« Nous sommes deux pharmacies victimes de l’événement, et mon confrère est logé à la même enseigne. Sans les tours Gauguin, notre économie est en péril. » Patrick Giraudeau, 55 ans, dresse un bilan très négatif de l’implosion des immeubles voisins de son officine, dans lesquels vivaient plus de deux mille personnes, dont bon nombre de ses clients. Installé depuis 1981 dans ce quartier très populaire du nord de Limoges, ce diplômé de la faculté de Limoges a vécu au pied des barres HLM les grandes heures du quartier de La Bastide, construit en 1958, observant attentivement son évolution.

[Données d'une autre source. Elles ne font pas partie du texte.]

//! Straight-line validation of dragged cell paths.
//!
//! A selection is the ordered list of cell indices a player drags across. It is
//! legal when it contains at least two cells and every consecutive pair of cells
//! points in the same [`Direction`].
//!
//! Segments are compared after normalizing by Chebyshev distance, so a segment
//! that skips cells along the line (`(0, 0)` to `(2, 0)`) is accepted as long as
//! it keeps the direction. Drag input only ever appends the cell under the
//! pointer, which is adjacent to the previous one. Segments of zero length
//! (a repeated cell) and off-line jumps such as `(0, 0)` to `(2, 1)` are
//! rejected.

use crate::{Direction, Position};

/// Returns the direction shared by every segment of `path`, or `None` if the
/// path is not a legal straight selection on a `size`×`size` grid.
///
/// # Examples
///
/// ```
/// use wordsearch_core::{Direction, selection::selection_direction};
///
/// assert_eq!(selection_direction(&[0, 5, 10], 4), Some(Direction::DownRight));
/// assert_eq!(selection_direction(&[0, 1, 6], 4), None);
/// assert_eq!(selection_direction(&[0], 4), None);
/// ```
#[must_use]
pub fn selection_direction(path: &[usize], size: usize) -> Option<Direction> {
    let cell_count = size.checked_mul(size)?;
    if path.iter().any(|&index| index >= cell_count) {
        return None;
    }

    let mut segments = path.windows(2).map(|pair| {
        Direction::between(
            Position::from_index(pair[0], size),
            Position::from_index(pair[1], size),
        )
    });

    let direction = segments.next()??;
    segments
        .all(|segment| segment == Some(direction))
        .then_some(direction)
}

/// Returns `true` if `path` forms a straight line of at least two cells on a
/// `size`×`size` grid.
///
/// # Examples
///
/// ```
/// use wordsearch_core::selection::is_valid_selection;
///
/// // (0,0) (1,0) (2,0): horizontal
/// assert!(is_valid_selection(&[0, 1, 2], 4));
/// // (0,0) (1,0) (2,1): bends from right to down-right
/// assert!(!is_valid_selection(&[0, 1, 6], 4));
/// ```
#[must_use]
pub fn is_valid_selection(path: &[usize], size: usize) -> bool {
    selection_direction(path, size).is_some()
}

/// The cells of an in-progress drag gesture.
///
/// A selection only grows in ways that keep it a straight line: the first two
/// cells fix the direction, and later cells that would bend the line are
/// refused without disturbing what has been selected so far.
///
/// # Examples
///
/// ```
/// use wordsearch_core::Selection;
///
/// let size = 4;
/// let mut selection = Selection::start(0);
/// assert!(selection.try_push(1, size));
/// assert!(!selection.try_push(1, size)); // pointer still on the same cell
/// assert!(!selection.try_push(6, size)); // would bend the line
/// assert!(selection.try_push(2, size));
///
/// assert_eq!(selection.finish(), vec![0, 1, 2]);
/// ```
#[derive(Debug, Clone, Default, PartialEq, Eq)]
pub struct Selection {
    cells: Vec<usize>,
}

impl Selection {
    /// Creates an empty selection.
    #[must_use]
    pub fn new() -> Self {
        Self::default()
    }

    /// Creates a selection starting at the pressed cell.
    #[must_use]
    pub fn start(index: usize) -> Self {
        Self { cells: vec![index] }
    }

    /// Returns the selected cells in drag order.
    #[must_use]
    pub fn cells(&self) -> &[usize] {
        &self.cells
    }

    /// Returns the number of selected cells.
    #[must_use]
    pub fn len(&self) -> usize {
        self.cells.len()
    }

    /// Returns `true` if no cell is selected.
    #[must_use]
    pub fn is_empty(&self) -> bool {
        self.cells.is_empty()
    }

    /// Returns the most recently selected cell.
    #[must_use]
    pub fn last(&self) -> Option<usize> {
        self.cells.last().copied()
    }

    /// Appends `index` if the selection stays a straight line.
    ///
    /// Returns `false`, leaving the selection unchanged, if `index` is outside
    /// the grid, repeats the last cell, or would make the path invalid.
    pub fn try_push(&mut self, index: usize, size: usize) -> bool {
        let in_grid = size.checked_mul(size).is_some_and(|cells| index < cells);
        if !in_grid || self.last() == Some(index) {
            return false;
        }
        self.cells.push(index);
        if self.cells.len() >= 2 && !is_valid_selection(&self.cells, size) {
            self.cells.pop();
            return false;
        }
        true
    }

    /// Returns `true` if the selection is a legal straight line.
    #[must_use]
    pub fn is_valid(&self, size: usize) -> bool {
        is_valid_selection(&self.cells, size)
    }

    /// Returns the direction of the selection, if it is legal.
    #[must_use]
    pub fn direction(&self, size: usize) -> Option<Direction> {
        selection_direction(&self.cells, size)
    }

    /// Discards every selected cell.
    pub fn clear(&mut self) {
        self.cells.clear();
    }

    /// Ends the gesture, returning the selected path.
    #[must_use]
    pub fn finish(self) -> Vec<usize> {
        self.cells
    }
}

#[cfg(test)]
mod tests {
    use proptest::prelude::*;

    use super::*;

    #[test]
    fn test_too_short_is_invalid() {
        assert!(!is_valid_selection(&[], 4));
        assert!(!is_valid_selection(&[5], 4));
    }

    #[test]
    fn test_horizontal_run() {
        assert!(is_valid_selection(&[0, 1, 2], 4));
        assert_eq!(selection_direction(&[0, 1, 2], 4), Some(Direction::Right));
        assert_eq!(selection_direction(&[3, 2, 1, 0], 4), Some(Direction::Left));
    }

    #[test]
    fn test_bend_is_invalid() {
        // (0,0) (1,0) (2,1): right then down-right
        assert!(!is_valid_selection(&[0, 1, 6], 4));
        // L shape: (0,0) (0,1) (0,2) (1,2)
        assert!(!is_valid_selection(&[0, 4, 8, 9], 4));
    }

    #[test]
    fn test_reversal_is_invalid() {
        assert!(!is_valid_selection(&[0, 1, 0], 4));
        assert!(!is_valid_selection(&[1, 2, 1], 4));
    }

    #[test]
    fn test_repeated_cell_is_invalid() {
        assert!(!is_valid_selection(&[5, 5], 4));
        assert!(!is_valid_selection(&[4, 5, 5], 4));
    }

    #[test]
    fn test_out_of_range_index_is_invalid() {
        assert!(!is_valid_selection(&[14, 15, 16], 4));
        assert!(!is_valid_selection(&[0, 1], 0));
    }

    #[test]
    fn test_oversized_grid_is_invalid() {
        assert!(!is_valid_selection(&[0, 1], usize::MAX));
        assert_eq!(selection_direction(&[0, 1, 2], usize::MAX), None);

        let mut selection = Selection::new();
        assert!(!selection.try_push(0, usize::MAX));
        assert!(selection.is_empty());
    }

    #[test]
    fn test_off_line_jump_is_invalid() {
        // (0,0) -> (2,1) is not on any of the eight lines
        assert!(!is_valid_selection(&[0, 6], 4));
    }

    #[test]
    fn test_non_adjacent_jump_along_direction_is_accepted() {
        // (0,0) (1,0) (3,0): skips (2,0) but keeps the direction
        assert!(is_valid_selection(&[0, 1, 3], 4));
        // (0,0) (2,2): a two-cell diagonal jump
        assert_eq!(selection_direction(&[0, 10], 4), Some(Direction::DownRight));
    }

    #[test]
    fn test_wrapping_across_rows_is_not_straight() {
        // (3,0) -> (0,1) is index 3 -> 4, adjacent in memory but not on the grid
        assert!(!is_valid_selection(&[2, 3, 4], 4));
    }

    #[test]
    fn test_selection_builder() {
        let size = 5;
        let mut selection = Selection::new();
        assert!(selection.is_empty());
        assert!(selection.try_push(12, size));
        assert!(!selection.is_valid(size));
        assert!(selection.try_push(8, size)); // up-right from (2,2) to (3,1)
        assert_eq!(selection.direction(size), Some(Direction::UpRight));
        assert!(!selection.try_push(9, size));
        assert!(!selection.try_push(25, size));
        assert!(selection.try_push(4, size));
        assert_eq!(selection.cells(), [12, 8, 4]);
        assert_eq!(selection.len(), 3);

        selection.clear();
        assert!(selection.is_empty());
        assert_eq!(selection.direction(size), None);
    }

    proptest! {
        #[test]
        fn test_straight_runs_are_valid(
            size in 2usize..12,
            x in 0usize..12,
            y in 0usize..12,
            dir_index in 0usize..8,
            len in 2usize..12,
        ) {
            let start = Position::new(x % size, y % size);
            let direction = Direction::ALL[dir_index];
            let path: Vec<usize> = (0..len)
                .map_while(|i| start.step(direction, i, size).map(|pos| pos.to_index(size)))
                .collect();
            prop_assume!(path.len() >= 2);

            prop_assert_eq!(selection_direction(&path, size), Some(direction));

            let mut reversed = path.clone();
            reversed.reverse();
            prop_assert_eq!(selection_direction(&reversed, size), Some(direction.reversed()));
        }

        #[test]
        fn test_builder_only_holds_valid_paths(
            size in 2usize..8,
            pushes in proptest::collection::vec(0usize..64, 0..20),
        ) {
            let mut selection = Selection::new();
            for index in pushes {
                selection.try_push(index % (size * size), size);
                prop_assert!(selection.len() < 2 || selection.is_valid(size));
            }
        }
    }
}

« Contrairement à l’autre pharmacie implantée dans un mini-centre commercial au cœur de la cité, je suis pour ma part à la frontière entre celle-ci et le quartier résidentiel de la Brégère/Grand Treuil, explique t-il. Ce qui m’apporte d’un côté une clientèle fidèle, âgée, pérenne, et, de l’autre, des gens plus jeunes, plus instables, avec un turn over plus important. Jusque-là, je trouvais mon équilibre économique et professionnel entre les deux, répondant aux besoins les plus variés. Mères de familles, retraités, actifs jeunes, cas sociaux, nous étions avec mes employés sur tous les fronts et plutôt bien intégrés entre ces populations multiples. Mais la disparition des tours change la donne. »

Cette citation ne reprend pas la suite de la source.